North Korean hackers posed as Meta recruiter on LinkedIn

Targets of the operation were given phony coding challenges that delivered a range of malware including a previously-unseen backdoor.
Flag of the Democratic People's Republic of Korea. (Manuel Augusto Moreno/Getty Images)

A North Korean cyberespionage operation targeted employees of an aerospace company in Spain using a previously unreported backdoor and a creative phishing campaign featuring a phony Silicon Valley recruiter, demonstrating a “significant advancement in malicious capabilities,” researchers with the cybersecurity firm ESET said Friday.

Hackers linked with North Korea’s Lazarus Group — an umbrella term for a collection of North Korean cyber units — posed as a recruiter for Meta and contacted employees of the unnamed company via LinkedIn and sent two coding challenges supposedly part of the hiring process but which were in fact laced with malware, Peter Kálnai, an ESET researcher, wrote in a report published Friday.
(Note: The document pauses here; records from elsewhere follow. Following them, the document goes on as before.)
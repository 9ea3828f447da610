//! Odds Feed Port - Live Bookmaker Odds Interface
//!
//! Defines the raw odds payload (game → bookmaker → market → outcome)
//! and the trait for whatever fetches it. Field names follow the
//! The Odds API v4 JSON shape so the payload deserializes directly.

use async_trait::async_trait;
use serde::{Deserialize, Serialize};

/// One priced outcome inside a market.
#[derive(Debug, Clone, PartialEq, Serialize, Deserialize)]
pub struct RawOutcome {
  /// Team name (or "Over"/"Under" for totals).
  pub name: String,
  /// Decimal price.
  pub price: f64,
  /// Handicap or total line.
  #[serde(default, skip_serializing_if = "Option::is_none")]
  pub point: Option<f64>,
}

/// One market (h2h, spreads, totals) offered by a bookmaker.
#[derive(Debug, Clone, PartialEq, Serialize, Deserialize)]
pub struct RawMarket {
  /// Market key.
  pub key: String,
  #[serde(default)]
  pub outcomes: Vec<RawOutcome>,
}

/// A bookmaker's markets for one game.
#[derive(Debug, Clone, PartialEq, Serialize, Deserialize)]
pub struct RawBookmaker {
  /// Bookmaker key (e.g. `draftkings`).
  #[serde(default)]
  pub key: String,
  /// Display title (e.g. `DraftKings`).
  pub title: String,
  #[serde(default)]
  pub markets: Vec<RawMarket>,
}

/// One game with odds from every bookmaker.
#[derive(Debug, Clone, PartialEq, Serialize, Deserialize)]
pub struct RawGameOdds {
  /// Feed-assigned game identifier.
  pub id: String,
  /// Sport key (e.g. `basketball_nba`).
  pub sport_key: String,
  /// Tip-off time (ISO 8601), when provided.
  #[serde(default, skip_serializing_if = "Option::is_none")]
  pub commence_time: Option<String>,
  pub home_team: String,
  pub away_team: String,
  #[serde(default)]
  pub bookmakers: Vec<RawBookmaker>,
}

/// Trait for live odds providers.
///
/// The fetch is a blocking step performed before the engine runs;
/// the engine itself only ever sees the returned payload.
#[async_trait]
pub trait OddsFeed: Send + Sync + 'static {
  /// Fetch current odds for every upcoming game of the configured sport.
  async fn fetch_odds(&self) -> anyhow::Result<Vec<RawGameOdds>>;
}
Initial contact from an attacker posing as a Meta recruiter (ESET Research).

The operation, carried out some time last year, is just the latest example of North Korean-linked cyber operations using phony job opportunities to target various professionals, including journalists, security researchers and software developers, among others.


The ostensible coding challenges were contained in malicious files named “Quiz1.exe” and “Quiz2.exe” and when downloaded and executed on a company device delivered a remote access trojan ESET dubbed “LightlessCan.”

The malware mimicked a “wide range of native Windows commands,” Kálnai said, and enabled “discreet execution within the RAT itself instead of noisy console executions.”

The “strategic shift enhances stealth, making detecting and analyzing the attacker’s motives more challenging,” he said. The malware was also set to decrypt only on an intended target’s machine, “effectively preventing decryption on unintended machines, such as those of security researchers.”

LightlessCan has support for up to 68 distinct commands, he added, but only 43 are implemented in the current version of the malware with some functionality, suggesting the potential for ongoing development and refinement.